mod common;

use common::compress_inputs;
use log_archive::{ArchiveReader, Config, Error, MockGlobalMetadataDb, ReaderConfig};
use std::io::{Seek, SeekFrom, Write};
use test_log::test;

#[test]
fn archive_open_missing() -> log_archive::Result<()> {
    let folder = tempfile::tempdir()?;

    assert!(matches!(
        ArchiveReader::open(folder.path().join("nope"), &ReaderConfig::default()),
        Err(Error::FileNotFound(_))
    ));

    Ok(())
}

#[test]
fn archive_open_version_mismatch() -> log_archive::Result<()> {
    let folder = tempfile::tempdir()?;
    let global_db = MockGlobalMetadataDb::default();

    let archive = compress_inputs(
        Config::new(folder.path()),
        &global_db,
        &[("a.log", "hello 1\n")],
    )?;
    let path = folder.path().join(archive.id.to_string());

    ArchiveReader::open(&path, &ReaderConfig::default())?;

    {
        let mut file = std::fs::OpenOptions::new()
            .write(true)
            .open(path.join("metadata"))?;

        // Version byte follows the 3 magic bytes
        file.seek(SeekFrom::Start(3))?;
        file.write_all(&[99])?;
        file.sync_all()?;
    }

    assert!(matches!(
        ArchiveReader::open(&path, &ReaderConfig::default()),
        Err(Error::InvalidVersion(_))
    ));

    Ok(())
}
// Copyright (c) 2024-present, fjall-rs
// This source code is licensed under both the Apache 2.0 and MIT License
// (found in the LICENSE-* files in the repository)

//! Insert-or-get string dictionaries
//!
//! A dictionary is persisted in two files:
//!
//! - values: `[u64 entry_count][compressed stream of [u64 len][bytes]*]`
//! - segment index: `[u64 segment_count][compressed stream of [u64 segment_id][u64 count][u64 id]*]`
//!
//! The uncompressed count headers are rewritten in place every time the
//! writer flushes, so a reader can load the entries of a dictionary that is
//! still being written.

pub mod reader;
pub mod writer;

use crate::{
    id::{DictionaryId, LogtypeId, VariableId},
    logtype::LogtypeEntry,
};
use byteorder::{BigEndian, ReadBytesExt, WriteBytesExt};
use std::{
    fs::{File, OpenOptions},
    io::{Seek, SeekFrom},
    path::Path,
};

pub use reader::DictionaryReader;
pub use writer::DictionaryWriter;

/// Highest id of the logtype dictionary
pub const LOGTYPE_DICTIONARY_MAX_ID: LogtypeId = u32::MAX as LogtypeId;

/// Highest id of the variable dictionary (stored in 8-byte encoded variables)
pub const VARIABLE_DICTIONARY_MAX_ID: VariableId = i64::MAX as VariableId;

/// Size of the uncompressed count header
pub(crate) const HEADER_SIZE: u64 = std::mem::size_of::<u64>() as u64;

/// An entry type a [`DictionaryReader`] can load
pub trait DictionaryEntry: Sized {
    /// Builds the entry from its stored value.
    ///
    /// # Errors
    ///
    /// Will return `Err` if the value is malformed.
    fn from_value(id: DictionaryId, value: String) -> crate::Result<Self>;

    /// The stored value
    fn value(&self) -> &str;
}

/// Variable dictionary entry
#[derive(Clone, Debug, Eq, PartialEq)]
pub struct VariableEntry {
    id: VariableId,
    value: String,
}

impl VariableEntry {
    /// Dictionary id
    #[must_use]
    pub fn id(&self) -> VariableId {
        self.id
    }
}

impl DictionaryEntry for VariableEntry {
    fn from_value(id: DictionaryId, value: String) -> crate::Result<Self> {
        Ok(Self { id, value })
    }

    fn value(&self) -> &str {
        &self.value
    }
}

impl DictionaryEntry for LogtypeEntry {
    fn from_value(id: DictionaryId, value: String) -> crate::Result<Self> {
        Self::parse(id, value)
    }

    fn value(&self) -> &str {
        Self::value(self)
    }
}

/// Logtype dictionary reader
pub type LogtypeDictionaryReader = DictionaryReader<LogtypeEntry>;

/// Variable dictionary reader
pub type VariableDictionaryReader = DictionaryReader<VariableEntry>;

/// Rewrites the count header at the start of a dictionary file.
pub(crate) fn write_header<P: AsRef<Path>>(path: P, count: u64) -> crate::Result<()> {
    let mut file = OpenOptions::new().write(true).open(path)?;
    file.seek(SeekFrom::Start(0))?;
    file.write_u64::<BigEndian>(count)?;
    file.sync_data()?;
    Ok(())
}

/// Reads the count header at the start of a dictionary file.
pub(crate) fn read_header<P: AsRef<Path>>(path: P) -> crate::Result<u64> {
    let mut file = File::open(path)?;
    Ok(file.read_u64::<BigEndian>()?)
}
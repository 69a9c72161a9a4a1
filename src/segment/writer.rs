// Copyright (c) 2024-present, fjall-rs
// This source code is licensed under both the Apache 2.0 and MIT License
// (found in the LICENSE-* files in the repository)

//! Segment writer

use crate::{
    compression::{CompressionType, StreamCompressor},
    id::SegmentId,
    Error,
};
use std::{
    fs::File,
    io::BufWriter,
    path::{Path, PathBuf},
};

/// Segment writer
///
/// Everything appended goes into one compressed stream. Appends are addressed
/// by their offset in the uncompressed stream.
pub struct Writer {
    path: PathBuf,
    segment_id: SegmentId,

    inner: StreamCompressor<BufWriter<File>>,

    uncompressed_size: u64,
}

impl Writer {
    /// Initializes a new segment writer.
    ///
    /// # Errors
    ///
    /// Will return `Err` if an IO error occurs.
    #[doc(hidden)]
    pub fn new<P: AsRef<Path>>(
        segment_id: SegmentId,
        path: P,
        compression: CompressionType,
    ) -> crate::Result<Self> {
        let path = path.as_ref();

        let folder = path
            .parent()
            .ok_or(Error::BadParam("segment path has no parent directory"))?;

        std::fs::create_dir_all(folder)?;
        let file = File::create(path)?;

        Ok(Self {
            path: path.into(),
            segment_id,
            inner: StreamCompressor::open(compression, BufWriter::new(file))?,
            uncompressed_size: 0,
        })
    }

    /// Returns the segment ID
    #[must_use]
    pub fn segment_id(&self) -> SegmentId {
        self.segment_id
    }

    /// Returns the amount of bytes appended so far.
    #[must_use]
    pub fn uncompressed_size(&self) -> u64 {
        self.uncompressed_size
    }

    /// Appends bytes and returns their offset in the uncompressed stream.
    ///
    /// # Errors
    ///
    /// Will return `Err` if an IO error occurs.
    pub fn append(&mut self, bytes: &[u8]) -> crate::Result<u64> {
        let offset = self.uncompressed_size;

        self.inner.write_all(bytes)?;
        self.uncompressed_size += bytes.len() as u64;

        Ok(offset)
    }

    /// Ends the compressed stream and syncs the file.
    ///
    /// Returns the compressed size.
    ///
    /// # Errors
    ///
    /// Will return `Err` if an IO error occurs.
    pub fn close(self) -> crate::Result<u64> {
        let writer = self.inner.close()?;
        let file = writer.into_inner().map_err(|e| Error::Io(e.into_error()))?;
        file.sync_all()?;

        let compressed_size = file.metadata()?.len();

        log::debug!(
            "Closed segment {} at {} ({} bytes, {compressed_size} bytes compressed)",
            self.segment_id,
            self.path.display(),
            self.uncompressed_size
        );

        Ok(compressed_size)
    }
}
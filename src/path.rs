// Copyright (c) 2024-present, fjall-rs
// This source code is licensed under both the Apache 2.0 and MIT License
// (found in the LICENSE-* files in the repository)

use path_absolutize::Absolutize;
use std::path::{Path, PathBuf};

#[allow(clippy::module_name_repetitions)]
pub fn absolute_path<P: AsRef<Path>>(path: P) -> crate::Result<PathBuf> {
    // TODO: replace with https://doc.rust-lang.org/std/path/fn.absolute.html once MSRV >= 1.79
    Ok(path.as_ref().absolutize()?.into())
}

/// Turns an absolute input path into a path relative to the extraction root.
pub fn strip_root(path: &str) -> PathBuf {
    Path::new(path)
        .components()
        .filter(|c| matches!(c, std::path::Component::Normal(_)))
        .collect()
}
// Copyright (c) 2024-present, fjall-rs
// This source code is licensed under both the Apache 2.0 and MIT License
// (found in the LICENSE-* files in the repository)

//! Timestamp patterns
//!
//! A pattern is a format plus the number of spaces in the message before the
//! timestamp starts. Supported specifiers:
//!
//! - `%Y` 4-digit year, `%m` 2-digit month, `%d` 2-digit day
//! - `%H` `%M` `%S` 2-digit hour, minute and second
//! - `%3` 3-digit milliseconds
//! - `%b` abbreviated English month name
//! - `%%` a literal `%`
//!
//! Timestamps are epoch milliseconds in UTC.

use crate::{
    coding::{Decode, DecodeError, Encode, EncodeError},
    Error,
};
use chrono::{DateTime, Datelike, NaiveDate, Timelike};
use std::io::{Read, Write};

/// Epoch milliseconds
pub type Timestamp = i64;

const MONTHS: [&str; 12] = [
    "Jan", "Feb", "Mar", "Apr", "May", "Jun", "Jul", "Aug", "Sep", "Oct", "Nov", "Dec",
];

/// Timestamp format and position inside a message
#[derive(Clone, Debug, Eq, PartialEq, Hash)]
#[cfg_attr(feature = "serde", derive(serde::Deserialize, serde::Serialize))]
pub struct TimestampPattern {
    num_spaces_before_ts: u8,
    format: String,
}

#[derive(Default)]
struct Fields {
    year: i32,
    month: u32,
    day: u32,
    hour: u32,
    minute: u32,
    second: u32,
    millis: u32,
}

fn take_digits(text: &str, n: usize) -> Option<(u32, &str)> {
    let digits = text.get(..n)?;

    if !digits.bytes().all(|b| b.is_ascii_digit()) {
        return None;
    }
    Some((digits.parse().ok()?, text.get(n..)?))
}

/// Byte offset after the `n`-th space, or 0 if `n` is 0.
fn offset_after_spaces(text: &str, n: u8) -> Option<usize> {
    if n == 0 {
        return Some(0);
    }

    text.match_indices(' ')
        .nth(usize::from(n) - 1)
        .map(|(ix, _)| ix + 1)
}

impl TimestampPattern {
    /// Creates a pattern.
    #[must_use]
    pub fn new<S: Into<String>>(num_spaces_before_ts: u8, format: S) -> Self {
        Self {
            num_spaces_before_ts,
            format: format.into(),
        }
    }

    /// Format string
    #[must_use]
    pub fn format(&self) -> &str {
        &self.format
    }

    /// Number of spaces in the message before the timestamp
    #[must_use]
    pub fn num_spaces_before_ts(&self) -> u8 {
        self.num_spaces_before_ts
    }

    /// Built-in patterns, longest first.
    #[must_use]
    pub fn known_patterns() -> &'static [(u8, &'static str)] {
        &[
            (0, "%Y-%m-%d %H:%M:%S,%3"),
            (0, "%Y-%m-%d %H:%M:%S.%3"),
            (0, "%Y-%m-%dT%H:%M:%S.%3"),
            (0, "[%Y-%m-%d %H:%M:%S,%3]"),
            (0, "[%Y-%m-%d %H:%M:%S]"),
            (0, "%Y-%m-%d %H:%M:%S"),
            (0, "%Y-%m-%dT%H:%M:%S"),
            (0, "%Y/%m/%d %H:%M:%S"),
            (0, "%d %b %Y %H:%M:%S,%3"),
            (0, "%d %b %Y %H:%M:%S"),
            (1, "%Y-%m-%d %H:%M:%S,%3"),
            (1, "%Y-%m-%d %H:%M:%S"),
            (0, "%Y-%m-%d"),
        ]
    }

    /// Finds the first built-in pattern that matches the start of `line`.
    ///
    /// Returns the pattern, the timestamp, and the byte range of the timestamp text.
    #[must_use]
    pub fn search_known(line: &str) -> Option<(Self, Timestamp, std::ops::Range<usize>)> {
        Self::known_patterns().iter().find_map(|(spaces, format)| {
            let pattern = Self::new(*spaces, *format);
            pattern
                .parse(line)
                .map(|(ts, range)| (pattern, ts, range))
        })
    }

    fn parse_fields(&self, mut text: &str) -> Option<(Fields, usize)> {
        let start_len = text.len();
        let mut fields = Fields::default();
        let mut format = self.format.chars();

        while let Some(c) = format.next() {
            if c != '%' {
                text = text.strip_prefix(c)?;
                continue;
            }

            match format.next()? {
                'Y' => {
                    let (v, rest) = take_digits(text, 4)?;
                    fields.year = i32::try_from(v).ok()?;
                    text = rest;
                }
                'm' => (fields.month, text) = take_digits(text, 2)?,
                'd' => (fields.day, text) = take_digits(text, 2)?,
                'H' => (fields.hour, text) = take_digits(text, 2)?,
                'M' => (fields.minute, text) = take_digits(text, 2)?,
                'S' => (fields.second, text) = take_digits(text, 2)?,
                '3' => (fields.millis, text) = take_digits(text, 3)?,
                'b' => {
                    let name = text.get(..3)?;
                    let month = MONTHS.iter().position(|m| *m == name)?;
                    fields.month = u32::try_from(month).ok()? + 1;
                    text = text.get(3..)?;
                }
                '%' => text = text.strip_prefix('%')?,
                _ => return None,
            }
        }

        Some((fields, start_len - text.len()))
    }

    /// Parses a timestamp at the pattern's position in `line`.
    ///
    /// Returns the timestamp and the byte range of the timestamp text. Only
    /// succeeds if formatting the timestamp reproduces the text exactly.
    #[must_use]
    pub fn parse(&self, line: &str) -> Option<(Timestamp, std::ops::Range<usize>)> {
        let begin = offset_after_spaces(line, self.num_spaces_before_ts)?;
        let (fields, len) = self.parse_fields(line.get(begin..)?)?;

        let month = if fields.month == 0 { 1 } else { fields.month };
        let day = if fields.day == 0 { 1 } else { fields.day };

        let ts = NaiveDate::from_ymd_opt(fields.year, month, day)?
            .and_hms_milli_opt(fields.hour, fields.minute, fields.second, fields.millis)?
            .and_utc()
            .timestamp_millis();

        let range = begin..begin + len;

        // NOTE: Rejects text that doesn't survive formatting (e.g. day 00)
        let mut formatted = String::with_capacity(len);
        self.format_into(ts, &mut formatted).ok()?;

        if Some(formatted.as_str()) == line.get(range.clone()) {
            Some((ts, range))
        } else {
            None
        }
    }

    /// Appends the formatted timestamp.
    ///
    /// # Errors
    ///
    /// Returns [`Error::Corrupt`] if the timestamp is out of range or the format is invalid.
    pub fn format_into(&self, ts: Timestamp, out: &mut String) -> crate::Result<()> {
        use std::fmt::Write;

        let dt = DateTime::from_timestamp_millis(ts)
            .ok_or_else(|| Error::Corrupt(format!("timestamp {ts} is out of range")))?
            .naive_utc();

        let mut format = self.format.chars();

        // NOTE: Writing into a String can't fail
        while let Some(c) = format.next() {
            if c != '%' {
                out.push(c);
                continue;
            }

            match format.next() {
                Some('Y') => {
                    let _ = write!(out, "{:04}", dt.year());
                }
                Some('m') => {
                    let _ = write!(out, "{:02}", dt.month());
                }
                Some('d') => {
                    let _ = write!(out, "{:02}", dt.day());
                }
                Some('H') => {
                    let _ = write!(out, "{:02}", dt.hour());
                }
                Some('M') => {
                    let _ = write!(out, "{:02}", dt.minute());
                }
                Some('S') => {
                    let _ = write!(out, "{:02}", dt.second());
                }
                Some('3') => {
                    let _ = write!(out, "{:03}", dt.nanosecond() / 1_000_000);
                }
                Some('b') => {
                    let name = usize::try_from(dt.month0())
                        .ok()
                        .and_then(|ix| MONTHS.get(ix))
                        .ok_or_else(|| Error::Corrupt("month out of range".into()))?;
                    out.push_str(name);
                }
                Some('%') => out.push('%'),
                other => {
                    return Err(Error::Corrupt(format!(
                        "invalid timestamp specifier {other:?} in {:?}",
                        self.format
                    )))
                }
            }
        }

        Ok(())
    }

    /// Inserts the formatted timestamp into a message that had it removed.
    ///
    /// # Errors
    ///
    /// Returns [`Error::Corrupt`] if the message has fewer spaces than the pattern expects.
    pub fn insert_formatted(&self, ts: Timestamp, message: &str, out: &mut String) -> crate::Result<()> {
        let pos = offset_after_spaces(message, self.num_spaces_before_ts).ok_or_else(|| {
            Error::Corrupt(format!(
                "message has fewer than {} spaces for its timestamp",
                self.num_spaces_before_ts
            ))
        })?;

        let (head, tail) = message.split_at(pos);
        out.push_str(head);
        self.format_into(ts, out)?;
        out.push_str(tail);

        Ok(())
    }
}

impl std::fmt::Display for TimestampPattern {
    fn fmt(&self, f: &mut std::fmt::Formatter<'_>) -> std::fmt::Result {
        write!(f, "{}:{}", self.num_spaces_before_ts, self.format)
    }
}

/// Ordered timestamp pattern changes of a file, keyed by message index
#[derive(Clone, Debug, Default, Eq, PartialEq)]
#[cfg_attr(feature = "serde", derive(serde::Deserialize, serde::Serialize))]
pub struct TimestampPatternChanges(pub Vec<(u64, TimestampPattern)>);

impl TimestampPatternChanges {
    /// Serializes as `msg_num:spaces:format\n` records.
    #[must_use]
    pub fn to_records(&self) -> String {
        self.0
            .iter()
            .map(|(msg_num, pattern)| format!("{msg_num}:{pattern}\n"))
            .collect()
    }

    /// Parses `msg_num:spaces:format\n` records.
    ///
    /// # Errors
    ///
    /// Returns [`Error::Corrupt`] if a record is malformed.
    pub fn from_records(records: &str) -> crate::Result<Self> {
        let mut changes = Vec::new();

        for record in records.split_terminator('\n') {
            let mut fields = record.splitn(3, ':');

            let (Some(msg_num), Some(spaces), Some(format)) =
                (fields.next(), fields.next(), fields.next())
            else {
                return Err(Error::Corrupt(format!("invalid timestamp pattern record {record:?}")));
            };

            let msg_num = msg_num
                .parse()
                .map_err(|_| Error::Corrupt(format!("invalid message number in {record:?}")))?;
            let spaces = spaces
                .parse()
                .map_err(|_| Error::Corrupt(format!("invalid space count in {record:?}")))?;

            changes.push((msg_num, TimestampPattern::new(spaces, format)));
        }

        Ok(Self(changes))
    }

    /// Returns `true` if no pattern was ever set.
    #[must_use]
    pub fn is_empty(&self) -> bool {
        self.0.is_empty()
    }
}

impl Encode for TimestampPatternChanges {
    fn encode_into<W: Write>(&self, writer: &mut W) -> Result<(), EncodeError> {
        crate::coding::write_str(writer, &self.to_records())
    }
}

impl Decode for TimestampPatternChanges {
    fn decode_from<R: Read>(reader: &mut R) -> Result<Self, DecodeError> {
        let records = crate::coding::read_str(reader, "TimestampPatternChanges")?;
        Self::from_records(&records).map_err(|_| DecodeError::InvalidHeader("TimestampPatternChanges"))
    }
}

/// Forward-only cursor over [`TimestampPatternChanges`]
#[derive(Debug, Default)]
pub(crate) struct PatternCursor {
    next: usize,
}

impl PatternCursor {
    pub(crate) fn reset(&mut self) {
        self.next = 0;
    }

    /// Returns the pattern active at `message_ix`.
    ///
    /// Message indices must not decrease between calls without a reset.
    pub(crate) fn active<'a>(
        &mut self,
        changes: &'a TimestampPatternChanges,
        message_ix: u64,
    ) -> Option<&'a TimestampPattern> {
        while changes
            .0
            .get(self.next)
            .is_some_and(|(msg_num, _)| *msg_num <= message_ix)
        {
            self.next += 1;
        }

        self.next
            .checked_sub(1)
            .and_then(|ix| changes.0.get(ix))
            .map(|(_, pattern)| pattern)
    }
}

#[cfg(test)]
#[allow(clippy::expect_used)]
mod tests {
    use super::*;
    use test_log::test;

    #[test]
    fn timestamp_parse_date() {
        let (pattern, ts, range) =
            TimestampPattern::search_known("2023-01-01 ERROR code=42\n").expect("should parse");
        assert_eq!("%Y-%m-%d", pattern.format());
        assert_eq!(1_672_531_200_000, ts);
        assert_eq!(0..10, range);
    }

    #[test]
    fn timestamp_parse_longest_first() {
        let line = "2024-02-29 13:37:00,123 INFO ready";
        let (pattern, ts, range) = TimestampPattern::search_known(line).expect("should parse");
        assert_eq!("%Y-%m-%d %H:%M:%S,%3", pattern.format());
        assert_eq!(0..23, range);

        let mut out = String::new();
        pattern.format_into(ts, &mut out).expect("should format");
        assert_eq!("2024-02-29 13:37:00,123", out);
    }

    #[test]
    fn timestamp_parse_after_spaces() {
        let pattern = TimestampPattern::new(1, "%Y-%m-%d %H:%M:%S");
        let line = "INFO 2020-05-06 07:08:09 up";
        let (ts, range) = pattern.parse(line).expect("should parse");
        assert_eq!(5..24, range);

        let stripped = format!("{}{}", &line[..range.start], &line[range.end..]);
        assert_eq!("INFO  up", stripped);

        let mut out = String::new();
        pattern
            .insert_formatted(ts, &stripped, &mut out)
            .expect("should format");
        assert_eq!(line, out);
    }

    #[test]
    fn timestamp_month_name() {
        let pattern = TimestampPattern::new(0, "%d %b %Y %H:%M:%S");
        assert!(pattern.parse("07 Mar 2021 10:00:00 x").is_some());
        assert!(pattern.parse("07 Mrz 2021 10:00:00 x").is_none());
    }

    #[test]
    fn timestamp_rejects_invalid() {
        assert!(TimestampPattern::search_known("2023-13-01 nope").is_none());
        assert!(TimestampPattern::search_known("2023-02-30 nope").is_none());
        assert!(TimestampPattern::search_known("no timestamp here").is_none());
        assert!(TimestampPattern::search_known("").is_none());
    }

    #[test]
    fn timestamp_records() -> crate::Result<()> {
        let changes = TimestampPatternChanges(vec![
            (0, TimestampPattern::new(0, "%Y-%m-%d %H:%M:%S")),
            (17, TimestampPattern::new(2, "%H:%M:%S")),
        ]);

        let records = changes.to_records();
        assert_eq!("0:0:%Y-%m-%d %H:%M:%S\n17:2:%H:%M:%S\n", records);
        assert_eq!(changes, TimestampPatternChanges::from_records(&records)?);

        assert!(TimestampPatternChanges::from_records("x:0:%Y\n").is_err());
        assert!(TimestampPatternChanges::from_records("5:0\n").is_err());
        Ok(())
    }

    #[test]
    fn timestamp_cursor() {
        let changes = TimestampPatternChanges(vec![
            (2, TimestampPattern::new(0, "a")),
            (5, TimestampPattern::new(0, "b")),
        ]);
        let mut cursor = PatternCursor::default();

        assert!(cursor.active(&changes, 0).is_none());
        assert_eq!(Some("a"), cursor.active(&changes, 2).map(TimestampPattern::format));
        assert_eq!(Some("a"), cursor.active(&changes, 4).map(TimestampPattern::format));
        assert_eq!(Some("b"), cursor.active(&changes, 9).map(TimestampPattern::format));

        cursor.reset();
        assert!(cursor.active(&changes, 1).is_none());
    }
}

■ ■ ■ ■ ■

## WORK ORDER:
Show every line of the listing in which the string "parent" can be found.

## TASK RESPONSE:
            .parent()
            .ok_or(Error::BadParam("segment path has no parent directory"))?;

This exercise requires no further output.